Data extracted from a collection:
_ _ _ _ _

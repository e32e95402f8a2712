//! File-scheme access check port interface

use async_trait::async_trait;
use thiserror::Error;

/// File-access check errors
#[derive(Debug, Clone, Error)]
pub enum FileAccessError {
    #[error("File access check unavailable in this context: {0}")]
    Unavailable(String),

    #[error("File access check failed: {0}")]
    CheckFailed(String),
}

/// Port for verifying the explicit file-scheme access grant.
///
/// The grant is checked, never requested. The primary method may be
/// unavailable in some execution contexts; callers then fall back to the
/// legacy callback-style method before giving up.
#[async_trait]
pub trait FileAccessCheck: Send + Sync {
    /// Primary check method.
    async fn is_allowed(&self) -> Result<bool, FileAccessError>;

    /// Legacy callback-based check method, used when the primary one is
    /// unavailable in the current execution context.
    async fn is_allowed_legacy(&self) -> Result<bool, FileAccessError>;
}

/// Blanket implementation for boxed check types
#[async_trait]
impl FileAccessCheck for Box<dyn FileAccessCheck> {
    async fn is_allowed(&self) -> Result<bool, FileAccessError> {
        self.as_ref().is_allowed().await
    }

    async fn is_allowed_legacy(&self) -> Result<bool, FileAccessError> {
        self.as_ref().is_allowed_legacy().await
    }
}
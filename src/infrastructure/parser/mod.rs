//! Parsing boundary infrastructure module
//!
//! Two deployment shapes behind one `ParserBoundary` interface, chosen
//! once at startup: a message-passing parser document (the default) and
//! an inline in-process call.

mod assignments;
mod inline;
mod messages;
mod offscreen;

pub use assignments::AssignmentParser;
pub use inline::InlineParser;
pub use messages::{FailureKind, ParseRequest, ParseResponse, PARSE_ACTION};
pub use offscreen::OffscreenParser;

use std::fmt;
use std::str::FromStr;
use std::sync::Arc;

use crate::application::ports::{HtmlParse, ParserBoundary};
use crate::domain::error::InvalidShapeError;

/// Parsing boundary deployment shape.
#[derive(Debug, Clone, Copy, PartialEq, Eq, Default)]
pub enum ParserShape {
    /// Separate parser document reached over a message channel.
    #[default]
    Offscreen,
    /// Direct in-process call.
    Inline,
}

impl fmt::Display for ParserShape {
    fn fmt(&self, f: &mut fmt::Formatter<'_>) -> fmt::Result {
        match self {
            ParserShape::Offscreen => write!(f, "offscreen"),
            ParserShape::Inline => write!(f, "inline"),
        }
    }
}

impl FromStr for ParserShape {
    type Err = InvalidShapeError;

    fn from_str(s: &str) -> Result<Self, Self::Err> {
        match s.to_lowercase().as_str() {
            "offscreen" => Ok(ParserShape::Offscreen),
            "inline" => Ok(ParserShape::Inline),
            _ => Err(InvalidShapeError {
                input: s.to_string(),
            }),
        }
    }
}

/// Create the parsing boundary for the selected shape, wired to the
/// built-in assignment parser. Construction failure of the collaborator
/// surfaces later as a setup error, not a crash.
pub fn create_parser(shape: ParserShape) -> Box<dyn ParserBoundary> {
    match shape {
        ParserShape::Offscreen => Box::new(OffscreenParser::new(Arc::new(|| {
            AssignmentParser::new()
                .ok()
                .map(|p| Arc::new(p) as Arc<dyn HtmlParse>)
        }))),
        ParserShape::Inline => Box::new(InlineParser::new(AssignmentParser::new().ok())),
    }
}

_ _ _ _ _

## What this task involves
Quote, word for word, every line from the top of the entries through the line that holds "before giving up.".

## Reply to the exercise
repository e32e95402f8a2712
//! File-scheme access check port interface

use async_trait::async_trait;
use thiserror::Error;

/// File-access check errors
#[derive(Debug, Clone, Error)]
pub enum FileAccessError {
    #[error("File access check unavailable in this context: {0}")]
    Unavailable(String),

    #[error("File access check failed: {0}")]
    CheckFailed(String),
}

/// Port for verifying the explicit file-scheme access grant.
///
/// The grant is checked, never requested. The primary method may be
/// unavailable in some execution contexts; callers then fall back to the
/// legacy callback-style method before giving up.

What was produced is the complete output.